Biblical reference to Adam
The comparison to Adam naming the beasts connects Odysseus's frustration to the primal human impulse to name and thereby master. It suggests that the desire to categorise and control comes from a deep need to impose human order on a resistant world.
Domestic imagery
The detailed images of home life — fountains, kettles, horsetroughs — create a sharp contrast with the hostile sea. Notably, all of these involve contained water: the land is the place where water has been tamed, which is exactly what Odysseus cannot do to the ocean.
Tears, sweat, and seawater
Symbolic Convergence: The Final Image
The final image where tears, sweat, and seawater become indistinguishable symbolises the complete collapse of the boundary between self and environment.
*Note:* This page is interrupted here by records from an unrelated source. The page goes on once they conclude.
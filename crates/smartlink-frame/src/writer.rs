use std::io::{ErrorKind, Write};

use bytes::BytesMut;

use crate::codec::{encode_frame, Frame, FrameConfig, MAX_FRAME_SIZE};
use crate::error::{FrameError, Result};
use crate::record::WireRecord;

/// Writes complete frames to any `Write` stream.
pub struct FrameWriter<T> {
    inner: T,
    buf: BytesMut,
    config: FrameConfig,
}

impl<T: Write> FrameWriter<T> {
    /// Create a new frame writer with default configuration.
    pub fn new(inner: T) -> Self {
        Self::with_config(inner, FrameConfig::default())
    }

    /// Create a new frame writer with explicit configuration.
    pub fn with_config(inner: T, config: FrameConfig) -> Self {
        Self {
            inner,
            buf: BytesMut::with_capacity(MAX_FRAME_SIZE),
            config,
        }
    }

    /// Encode and send a record.
    pub fn send<R: WireRecord>(&mut self, record: &R) -> Result<()> {
        self.write_frame(&Frame::from_record(record))
    }

    /// Write a complete frame (blocking).
    pub fn write_frame(&mut self, frame: &Frame) -> Result<()> {
        let max = self.config.effective_max_payload();
        if frame.payload.len() > max {
            return Err(FrameError::OversizedPayload {
                size: frame.payload.len(),
                max,
            });
        }

        self.buf.clear();
        encode_frame(frame.kind, &frame.payload, &mut self.buf)?;

        let mut offset = 0usize;
        while offset < self.buf.len() {
            match self.inner.write(&self.buf[offset..]) {
                Ok(0) => return Err(FrameError::ConnectionClosed),
                Ok(n) => offset += n,
                Err(err) if err.kind() == ErrorKind::Interrupted => continue,
                Err(err) if err.kind() == ErrorKind::WouldBlock => continue,
                Err(err) => return Err(FrameError::Io(err)),
            }
        }

        self.flush()
    }

    /// Flush the underlying stream.
    pub fn flush(&mut self) -> Result<()> {
        loop {
            match self.inner.flush() {
                Ok(()) => return Ok(()),
                Err(err) if err.kind() == ErrorKind::Interrupted => continue,
                Err(err) if err.kind() == ErrorKind::WouldBlock => continue,
                Err(err) => return Err(FrameError::Io(err)),
            }
        }
    }

    /// Borrow the underlying stream.
    pub fn get_ref(&self) -> &T {
        &self.inner
    }

    /// Mutably borrow the underlying stream.
    pub fn get_mut(&mut self) -> &mut T {
        &mut self.inner
    }

    /// Consume the writer and return the inner stream.
    pub fn into_inner(self) -> T {
        self.inner
    }

    /// Update maximum payload size for subsequent frame encoding.
    pub fn set_max_payload_size(&mut self, max_payload_size: usize) {
        self.config.max_payload_size = max_payload_size;
    }

    /// Current frame writer configuration.
    pub fn config(&self) -> &FrameConfig {
        &self.config
    }
}
use std::path::PathBuf;

use clap::{Args, Subcommand, ValueEnum};
use smartlink_frame::FrameKind;

use crate::exit::{CliError, CliResult, DATA_INVALID, USAGE};
use crate::output::OutputFormat;

pub mod crc;
pub mod decode;
pub mod encode;
pub mod inspect;
pub mod listen;
pub mod version;

#[derive(Subcommand, Debug)]
pub enum Command {
    /// Encode a JSON record into a frame.
    Encode(EncodeArgs),
    /// Decode a hex frame into a record.
    Decode(DecodeArgs),
    /// Break down a hex frame without requiring it to be valid.
    Inspect(InspectArgs),
    /// Compute the CRC16 of arbitrary hex bytes.
    Crc(CrcArgs),
    /// Read frames from a file or device node and print them.
    Listen(ListenArgs),
    /// Show version information.
    Version(VersionArgs),
}

pub fn run(command: Command, format: OutputFormat) -> CliResult<i32> {
    match command {
        Command::Encode(args) => encode::run(args, format),
        Command::Decode(args) => decode::run(args, format),
        Command::Inspect(args) => inspect::run(args, format),
        Command::Crc(args) => crc::run(args, format),
        Command::Listen(args) => listen::run(args, format),
        Command::Version(args) => version::run(args),
    }
}

/// Frame kind as named on the command line.
#[derive(Copy, Clone, Debug, PartialEq, Eq, ValueEnum)]
pub enum KindArg {
    Command,
    Discovery,
    Telemetry,
    Settings,
    Value,
}

impl From<KindArg> for FrameKind {
    fn from(kind: KindArg) -> Self {
        match kind {
            KindArg::Command => FrameKind::Command,
            KindArg::Discovery => FrameKind::Discovery,
            KindArg::Telemetry => FrameKind::Telemetry,
            KindArg::Settings => FrameKind::Settings,
            KindArg::Value => FrameKind::Value,
        }
    }
}

#[derive(Args, Debug)]
pub struct EncodeArgs {
    /// Kind of record to encode.
    #[arg(value_enum)]
    pub kind: KindArg,
    /// Record as inline JSON.
    #[arg(long, conflicts_with = "file", required_unless_present = "file")]
    pub json: Option<String>,
    /// Read the JSON record from a file.
    #[arg(long, conflicts_with = "json")]
    pub file: Option<PathBuf>,
}

#[derive(Args, Debug)]
pub struct DecodeArgs {
    /// Kind of record expected in the frame.
    #[arg(value_enum)]
    pub kind: KindArg,
    /// Frame bytes as hex (whitespace and a 0x prefix are ignored).
    pub hex: String,
}

#[derive(Args, Debug)]
pub struct InspectArgs {
    /// Frame bytes as hex.
    pub hex: String,
}

#[derive(Args, Debug)]
pub struct CrcArgs {
    /// Bytes as hex.
    pub hex: String,
}

#[derive(Args, Debug)]
pub struct ListenArgs {
    /// File or device node to read from.
    pub path: PathBuf,
    /// Only print these kinds (comma-separated).
    #[arg(long, value_enum, value_delimiter = ',')]
    pub kinds: Option<Vec<KindArg>>,
    /// Exit after printing N frames.
    #[arg(long)]
    pub count: Option<usize>,
}

#[derive(Args, Debug)]
pub struct VersionArgs {
    /// Show extended build provenance.
    #[arg(long)]
    pub extended: bool,
}

/// Parse user-supplied hex into bytes.
pub fn parse_hex(input: &str) -> CliResult<Vec<u8>> {
    let cleaned: String = input.chars().filter(|c| !c.is_whitespace()).collect();
    let digits = cleaned
        .strip_prefix("0x")
        .or_else(|| cleaned.strip_prefix("0X"))
        .unwrap_or(&cleaned);

    hex::decode(digits).map_err(|err| CliError::new(DATA_INVALID, format!("invalid hex: {err}")))
}

/// Parse hex that must hold at least one byte.
pub fn parse_frame_hex(input: &str) -> CliResult<Vec<u8>> {
    let wire = parse_hex(input)?;
    if wire.is_empty() {
        return Err(CliError::new(USAGE, "no frame bytes given"));
    }
    Ok(wire)
}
The sea that was outside Odysseus is now inside him — the hostility is no longer something he can fight because he has become saturated with it.
Stylistic techniques
Use of persona
By adopting Odysseus's voice, Ní Chuilleanáin universalises the experience whilst drawing on the rich associations of this mythological figure. The persona lets her explore contemporary feeling — exile, helplessness, longing — through a timeless character.
Form and free verse
The poem is written in free verse with long, winding sentences and frequent enjambment. The looseness of the form mirrors the drift of a boat on open water — lines spill across breaks in the way the sea refuses to stay within edges. The movement from rage to reverie to desolation is carried as much by the shifting pace of the syntax as by the content.
Personification
The waves are consistently personified as enemies with jaws that can be taunting and miming. This technique transforms the natural world into an active antagonist rather than a neutral force.
Personification is one of the poem's most powerful techniques, making the sea feel like a conscious, malevolent presence rather than simply bad weather.
Sibilance
The sinister sound of "s" in phrases like simmering sea and scribbles of weed creates an ominous atmosphere that mirrors the threatening nature of the ocean.
Alliteration
The harsh "t" sounds in tears that tasted emphasise the bitterness of the final moment, while other alliterative phrases throughout the poem create rhythm and weight.
Shifts in tone
The poem moves through distinct emotional stages — rage, the fantasy of mastery, wistful longing, final desolation. This progression mirrors the psychological journey of someone confronting the limits of their own power.
Tone and atmosphere
The tone of "The Second Voyage" progresses through several distinct phases, creating an emotional journey that mirrors Odysseus's psychological state.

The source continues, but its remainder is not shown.